Os prejuízos causados pelo recente mau tempo no Baixo Alentejo ascendem a cerca de 37,9 milhões de euros, segundo o levantamento realizado pela Comunidade Intermunicipal do Baixo Alentejo (CIMBAL) e entregue à Comissão de Coordenação e Desenvolvimento Regional do Alentejo (CCDR Alentejo).
O relatório abrange 13 dos 14 concelhos do distrito de Beja, com exceção de Odemira, e aponta para impactos significativos sobretudo em arruamentos urbanos e estradas municipais, que concentram a maior parte dos danos registados.
O presidente da CIMBAL e autarca de Castro Verde, António José Brito, destacou a gravidade da situação em vários municípios da região, apontando o concelho de Mértola como um dos casos mais críticos.
Segundo o responsável, as dificuldades enfrentadas pelos municípios já foram transmitidas ao ministro da Economia e Coesão Territorial, Manuel Castro Almeida. “A nossa expectativa é que o Governo atue com rapidez, proporcionando respostas concretas que permitam a reparação destes danos de grande dimensão”, afirmou.

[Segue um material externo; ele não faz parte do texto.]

//! AES-GCM-SIV encryption and decryption of card numbers.
//!
//! **Algorithm choice:** AES-GCM-SIV (RFC 8452) with a 96-bit nonce and a
//! 128-bit tag. A fresh nonce is drawn from the OS CSPRNG for every call, so
//! sealing the same number twice yields different blobs. Should a nonce ever
//! repeat, GCM-SIV only reveals that the two plaintexts were equal.
//!
//! **Blob layout:** `base64(nonce || ciphertext || tag)` using the standard
//! alphabet with padding. Decoding is strict, so non-canonical encodings of
//! the same bytes are rejected.

use aes_gcm_siv::{
    aead::{rand_core::RngCore, Aead, Error as AeadError, KeyInit, OsRng},
    Aes128GcmSiv, Aes256GcmSiv, Nonce,
};
use base64::{engine::general_purpose::STANDARD, Engine as _};
use thiserror::Error;

use super::key::{EncryptionKey, AES128_KEY_LEN, AES256_KEY_LEN};

/// Byte length of an AES-GCM-SIV nonce (12 bytes = 96 bits).
pub const NONCE_LEN: usize = 12;

/// Byte length of the authentication tag appended to the ciphertext.
pub const TAG_LEN: usize = 16;

/// Errors produced by the cipher layer.
#[derive(Debug, Error)]
pub enum CipherError {
    /// Key material is neither 16 nor 32 bytes.
    #[error("invalid key length: expected {AES128_KEY_LEN} or {AES256_KEY_LEN} bytes, got {0}")]
    InvalidKeyLength(usize),

    /// The OS random source could not produce a nonce.
    #[error("failed to generate nonce")]
    NonceGeneration,

    /// AES-GCM-SIV sealing failed.
    #[error("aead seal failed")]
    Encryption,

    /// The blob is malformed, was tampered with, or was sealed under another key.
    ///
    /// A single variant covers every decrypt-path failure so that callers
    /// cannot learn which check rejected the input.
    #[error("decryption failed")]
    Decryption,
}

/// A decoded blob split into its nonce and sealed payload.
#[derive(Debug, Clone, PartialEq, Eq)]
pub struct SealedCard {
    /// Raw nonce bytes.
    pub nonce: [u8; NONCE_LEN],
    /// Ciphertext followed by the authentication tag.
    pub sealed: Vec<u8>,
}

impl SealedCard {
    /// Encode to the wire representation.
    pub fn encode(&self) -> String {
        let mut raw = Vec::with_capacity(NONCE_LEN + self.sealed.len());
        raw.extend_from_slice(&self.nonce);
        raw.extend_from_slice(&self.sealed);
        STANDARD.encode(raw)
    }

    /// Parse the wire representation.
    ///
    /// # Errors
    ///
    /// Returns [`CipherError::Decryption`] if `blob` is not valid base64 or
    /// is too short to hold a nonce and a tag.
    pub fn decode(blob: &str) -> Result<Self, CipherError> {
        let raw = STANDARD.decode(blob).map_err(|_| CipherError::Decryption)?;
        if raw.len() < NONCE_LEN + TAG_LEN {
            return Err(CipherError::Decryption);
        }
        let (nonce_bytes, sealed) = raw.split_at(NONCE_LEN);
        let mut nonce = [0u8; NONCE_LEN];
        nonce.copy_from_slice(nonce_bytes);
        Ok(Self {
            nonce,
            sealed: sealed.to_vec(),
        })
    }
}

/// AES-GCM-SIV instance sized to the configured key.
enum CardCipher {
    Aes128(Aes128GcmSiv),
    Aes256(Aes256GcmSiv),
}

impl CardCipher {
    fn new(key: &EncryptionKey) -> Result<Self, CipherError> {
        let bytes = key.as_bytes();
        let cipher = match bytes.len() {
            AES128_KEY_LEN => Aes128GcmSiv::new_from_slice(bytes).map(Self::Aes128),
            AES256_KEY_LEN => Aes256GcmSiv::new_from_slice(bytes).map(Self::Aes256),
            n => return Err(CipherError::InvalidKeyLength(n)),
        };
        cipher.map_err(|_| CipherError::InvalidKeyLength(bytes.len()))
    }

    fn seal(&self, nonce: &Nonce, plaintext: &[u8]) -> Result<Vec<u8>, AeadError> {
        match self {
            Self::Aes128(c) => c.encrypt(nonce, plaintext),
            Self::Aes256(c) => c.encrypt(nonce, plaintext),
        }
    }

    fn open(&self, nonce: &Nonce, sealed: &[u8]) -> Result<Vec<u8>, AeadError> {
        match self {
            Self::Aes128(c) => c.decrypt(nonce, sealed),
            Self::Aes256(c) => c.decrypt(nonce, sealed),
        }
    }
}

/// Encrypt a card number and return the base64 blob.
///
/// No associated data is bound to the ciphertext.
///
/// # Errors
///
/// Returns [`CipherError::NonceGeneration`] if the OS random source fails and
/// [`CipherError::Encryption`] on an internal AEAD error. Neither is retried.
pub fn encrypt(number: &str, key: &EncryptionKey) -> Result<String, CipherError> {
    let cipher = CardCipher::new(key)?;

    let mut nonce = [0u8; NONCE_LEN];
    OsRng
        .try_fill_bytes(&mut nonce)
        .map_err(|_| CipherError::NonceGeneration)?;

    let sealed = cipher
        .seal(Nonce::from_slice(&nonce), number.as_bytes())
        .map_err(|_| CipherError::Encryption)?;

    Ok(SealedCard { nonce, sealed }.encode())
}

/// Decrypt a blob produced by [`encrypt`] back to the original card number.
///
/// # Errors
///
/// Returns [`CipherError::Decryption`] for a malformed blob, a failed tag
/// check, or a plaintext that is not UTF-8. No partial plaintext is returned.
pub fn decrypt(blob: &str, key: &EncryptionKey) -> Result<String, CipherError> {
    let cipher = CardCipher::new(key)?;
    let parsed = SealedCard::decode(blob)?;
    let plaintext = cipher
        .open(Nonce::from_slice(&parsed.nonce), &parsed.sealed)
        .map_err(|_| CipherError::Decryption)?;
    String::from_utf8(plaintext).map_err(|_| CipherError::Decryption)
}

Em declarações à Rádio Castrense, António José Brito sublinhou ainda que “diria que a agilidade na análise dos processos agora, e a rápida atribuição de verbas às câmaras municipais será fundamental, mas isso tem que decorrer com urgência.”
O autarca acrescenta também que crê “que o trabalho está a ser feito, creio que está a ser bem articulado e acredito que o Governo terá a sensibilidade de responder, nomeadamente àquelas autarquias que têm orçamentos muito apertados e muito exigentes.”
O presidente da CIMBAL defende que os municípios necessitam de respostas rápidas e sem burocracia para avançar com as reparações mais urgentes, lembrando que instrumentos de financiamento como o PTRR – Portugal Transformação, Recuperação e Resiliência devem ser aplicados para apoiar a recuperação das infraestruturas danificadas.